Mess and Message on 'The Morning Show'

| 01 Nov 2019 | 05:00

    “Watching a beloved woman’s breakdown is timeless American entertainment.”

    The woman in question is Jennifer Aniston’s “Alex Levy,” veteran news anchor of "The Morning Show," the show within a show offered by subscription on Apple TV.

    From much-hyped promos and the trailer, I fully expected that Aniston and co-star Reese Witherspoon had made All About Eve 2.0, where a younger women manipulates to get her more established colleague’s job. But I misjudged, and the two proponents of the Time’s Up movement are actually making a program about women helping women.

    Set in Manhattan, it opens with Alex’s co-host Mitch Kessler (Steve Carell) getting #MeToo-ed and dethroned. In a standoff with the smug, network news president, Cory Ellison (Billy Crudup), Alex demands she choose her new desk partner or she’ll walk; Cory sees this as an opportunity to free up two anchor chairs (“her sell-by date expired years ago,”) and bring in all new talent to boost the show’s lagging ratings. “So walk,” he counters.

    To antagonize her even further, he invites scrappy, minor market reporter and viral video train wreck Bradley Jackson (Reese Witherspoon) to an industry event. Alex returns the volley by announcing on impulse to a room full of media colleagues that Bradley will be her new co-host.

    Everyone, including the mismatched team, prays this pairing works to keep the show on-air and everyone employed. Cory, however, licks his chops, sure that once on air, the duo will internally combust.

    As Apple TV has only released three episodes, it seems that this will move forward with Aniston and Witherspoon’s characters, each in her own way, learning there’s no I in TEAM.
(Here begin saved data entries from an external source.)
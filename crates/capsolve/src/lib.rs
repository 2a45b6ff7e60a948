//! Probe a run descriptor against repository indexes and report what the
//! resolution context decides: the framework, the mandatory resources and
//! the ranked providers for each requirement.

use std::fmt;
use std::path::PathBuf;
use std::sync::Arc;

use anyhow::{Context, Result, bail};
use capsolve_context::{PluginRegistry, ResolutionContext, RunConfig};
use capsolve_core::{
    CapReqBuilder, Capability, Repository, Requirement, ResolveContext, ResourcesRepository,
    parse_header,
};
use serde::Serialize;

/// Everything the probe needs; assembled by the binary from its flags.
#[derive(Debug, Default)]
pub struct ProbeRequest {
    pub config: RunConfig,
    pub indexes: Vec<PathBuf>,
    pub requirements: Vec<String>,
}

#[derive(Debug, Clone, Serialize)]
pub struct ProbeOutcome {
    pub execution_environment: String,
    pub repositories: Vec<String>,
    pub framework: Option<String>,
    pub mandatory_resources: Result<Vec<String>, String>,
    pub lookups: Vec<LookupOutcome>,
    pub failed: Vec<String>,
    pub optional: Vec<LookupOutcome>,
    pub provider_lookups: u64,
    pub repository_queries: u64,
    pub cache_hits: u64,
}

#[derive(Debug, Clone, Serialize)]
pub struct LookupOutcome {
    pub requirement: String,
    pub providers: Vec<String>,
}

impl LookupOutcome {
    fn new(requirement: &Requirement, providers: &[Capability]) -> Self {
        Self {
            requirement: requirement.to_string(),
            providers: providers.iter().map(describe_capability).collect(),
        }
    }
}

/// Load every index file as a repository, in the order given.
pub fn load_repositories(paths: &[PathBuf]) -> Result<Vec<Arc<ResourcesRepository>>> {
    paths
        .iter()
        .map(|path| ResourcesRepository::from_path(path).map(Arc::new))
        .collect()
}

/// Parse `--require` values. Each clause names a namespace and carries its
/// filter as a directive: `osgi.wiring.package;filter:="(osgi.wiring.package=com.x)"`.
pub fn parse_requirements(raw: &[String]) -> Result<Vec<Requirement>> {
    let mut requirements = Vec::new();
    for value in raw {
        let clauses =
            parse_header(value).with_context(|| format!("invalid requirement `{value}`"))?;
        if clauses.is_empty() {
            bail!("empty requirement `{value}`");
        }
        for clause in clauses {
            requirements.push(
                CapReqBuilder::new(clause.name.as_str())
                    .attributes(clause.attributes)
                    .directives(clause.directives)
                    .build_requirement(),
            );
        }
    }
    Ok(requirements)
}

pub fn build_context(config: RunConfig, repositories: &[Arc<ResourcesRepository>]) -> ResolutionContext {
    let registry = repositories
        .iter()
        .fold(PluginRegistry::new(), |registry, repository| {
            registry.with_repository(repository.clone() as Arc<dyn Repository>)
        });
    ResolutionContext::new(config, registry)
}

/// Run the probe. Requirements given on the command line are looked up in
/// order; without any, the descriptor's own `requires` are used.
pub fn probe(request: ProbeRequest) -> Result<ProbeOutcome> {
    let repositories = load_repositories(&request.indexes)?;
    let mut requirements = parse_requirements(&request.requirements)?;
    if requirements.is_empty() {
        requirements = request.config.input_requirements();
    }

    let context = build_context(request.config, &repositories);
    let report = context.report().context("failed to initialize resolution context")?;
    tracing::debug!(framework = ?report.framework, "context initialized");

    let mandatory_resources = context
        .mandatory_resources()
        .map(|resources| resources.iter().map(ToString::to_string).collect())
        .map_err(|err| err.to_string());

    let mut lookups = Vec::with_capacity(requirements.len());
    for requirement in &requirements {
        let providers = context
            .find_providers(requirement)
            .with_context(|| format!("lookup failed for {requirement}"))?;
        lookups.push(LookupOutcome::new(requirement, &providers));
    }

    let optional = context
        .optional_requirements()
        .iter()
        .map(|(requirement, providers)| LookupOutcome::new(requirement, providers))
        .collect();
    let metrics = context.metrics();

    Ok(ProbeOutcome {
        execution_environment: report.ee.to_string(),
        repositories: report.repositories,
        framework: report.framework,
        mandatory_resources,
        lookups,
        failed: context
            .failed_requirements()
            .iter()
            .map(ToString::to_string)
            .collect(),
        optional,
        provider_lookups: metrics.provider_lookups,
        repository_queries: metrics.repository_queries,
        cache_hits: context.cache_stats().hits,
    })
}

/// The initialization report alone, for `--explain`.
pub fn explain(request: ProbeRequest) -> Result<String> {
    let repositories = load_repositories(&request.indexes)?;
    let context = build_context(request.config, &repositories);
    let report = context.report().context("failed to initialize resolution context")?;
    Ok(report.to_string())
}

fn describe_capability(capability: &Capability) -> String {
    let mut out = format!("{} [{}", capability.resource(), capability.namespace());
    if let Some(value) = capability.attribute(capability.namespace()) {
        out.push_str(&format!(" {value}"));
    }
    if let Some(version) = capability.attribute(capsolve_core::namespace::VERSION_ATTRIBUTE) {
        out.push_str(&format!(" {version}"));
    }
    out.push(']');
    out
}

impl fmt::Display for ProbeOutcome {
    fn fmt(&self, f: &mut fmt::Formatter<'_>) -> fmt::Result {
        writeln!(f, "execution environment: {}", self.execution_environment)?;
        writeln!(f, "repositories: {}", self.repositories.join(", "))?;
        writeln!(
            f,
            "framework: {}",
            self.framework.as_deref().unwrap_or("<not found>")
        )?;
        match &self.mandatory_resources {
            Ok(resources) => writeln!(f, "mandatory: {}", resources.join(", "))?,
            Err(err) => writeln!(f, "mandatory: error: {err}")?,
        }
        for lookup in &self.lookups {
            writeln!(f, "{}", lookup.requirement)?;
            if lookup.providers.is_empty() {
                writeln!(f, "  <no providers>")?;
            }
            for (idx, provider) in lookup.providers.iter().enumerate() {
                writeln!(f, "  {}. {provider}", idx + 1)?;
            }
        }
        if !self.optional.is_empty() {
            writeln!(f, "optional requirements left to the resolver:")?;
            for lookup in &self.optional {
                writeln!(f, "  {} ({} candidates)", lookup.requirement, lookup.providers.len())?;
            }
        }
        if !self.failed.is_empty() {
            writeln!(f, "unsatisfied: {}", self.failed.join("; "))?;
        }
        write!(
            f,
            "lookups: {} (cache hits {}), repository queries: {}",
            self.provider_lookups, self.cache_hits, self.repository_queries
        )
    }
}

#[cfg(test)]
mod tests {
    use super::*;

    #[test]
    fn requirements_take_namespace_from_clause_name() {
        let parsed = parse_requirements(&[
            r#"osgi.wiring.package;filter:="(osgi.wiring.package=com.x)""#.to_string(),
            r#"osgi.identity;filter:="(osgi.identity=demo)";resolution:=optional"#.to_string(),
        ])
        .unwrap();
        assert_eq!(parsed.len(), 2);
        assert_eq!(parsed[0].namespace(), "osgi.wiring.package");
        assert_eq!(parsed[0].filter(), Some("(osgi.wiring.package=com.x)"));
        assert!(!parsed[0].is_optional());
        assert_eq!(parsed[1].namespace(), "osgi.identity");
        assert!(parsed[1].is_optional());
    }

    #[test]
    fn unterminated_requirement_is_rejected() {
        let err = parse_requirements(&[r#"osgi.identity;filter:="(x=1)"#.to_string()]).unwrap_err();
        assert!(err.to_string().contains("invalid requirement"));
    }
}
//! Resource model for capsolve.
//!
//! This crate provides the building blocks shared by the resolution context
//! and its collaborators: resources with their capabilities and requirements,
//! typed attributes, OSGi style versions and version ranges, LDAP style
//! filters, the manifest header clause grammar, and the SPI traits that
//! repositories, resolver hooks and the external resolver algorithm speak.
//! It does not rank or cache anything; `capsolve-context` does that on top of
//! these types.

pub mod attrs;
pub mod filter;
pub mod header;
pub mod namespace;
pub mod repository;
pub mod resource;
pub mod spi;
pub mod version;

pub use attrs::{AttrError, AttrValue, Attributes, Directives};
pub use filter::{Filter, FilterError};
pub use header::{Clause, HeaderError, parse_header};
pub use repository::{IndexError, ResourcesRepository};
pub use resource::{CapReqBuilder, Capability, HostedCapability, Requirement, Resource, ResourceBuilder};
pub use spi::{Repository, ResolveContext, ResolverHook, Wiring};
pub use version::{VersionError, VersionRange, coerce_version, display_version, empty_version};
    I’d like to see that work.

    Partners and 'Handholding'

    Twenty-five years ago, I left my life as a staffer, giving up the chance at a prestigious title for the freedom of the gig economy.

    Unlike Alex, I exited full-time employment before “my sell-by date,” hence never knew what it was like to have a dewy-skinned version of my mature myself trying to slide into my C-suite, or a boss push me to the side so he could hire the pretty. I guess that’s why I relate more to Reese’s character.

    Right after college, all I wanted to do was be a New York professional, then I got my wish. I realized, as Bradley does, when you’re low person on the totem pole, it’s hard to tell whether all the people who “know better” are telling you what to do to be helpful or using you to galvanize their own agendas.

    When Bradley admits she doesn’t have any power and knows it’s futile to speak up to Cory, so she does what’s asked of her, all I could think was: I feel you.

    The real trigger for me was, as Bradley prepares for her first show, Alex is nowhere around. She finally tracks down the jaded TV star to explain although the rookie doesn’t need “handholding,” isn’t that what partners do? Hold each other’s hands and go through it together.

    I related to Bradley’s POV because when I was in advertising, staff copywriters and art directors worked in teams. I romanticized what partnership was: having each other’s backs; each halves of a whole. Except my other halves never seemed to get that memo.

    I had one who took one-upmanship to new heights, another who thought “partner” was a synonym for “assistant.”

    I’m sure there are critics who’ll write the show off as fluff, but it does tackle some uncomfortably familiar workplace issues. Jennifer Aniston’s character isn’t the only one who has to lean in to get recognition. Two women of color, a producer and talent booker, have to go behind the boss’s back to get a good assignment. Then there’s the passive-aggressive producer who watches everything play out from a safe distance, then lands on the side of the victor.

    Lest we forget Steve Carell’s Weinstein/Lauer portrayal, who thinks that a subordinate's saying no to the boss out of fear of losing her job is the same as saying yes.

    I don’t know if "The Morning Show" will be a hit, but if nothing else perhaps it can become a wake-up call to how to improve New York’s office culture.

    Lorraine Duffy Merkl is the author of the novels "Fat Chick" and "Back to Work She Goes."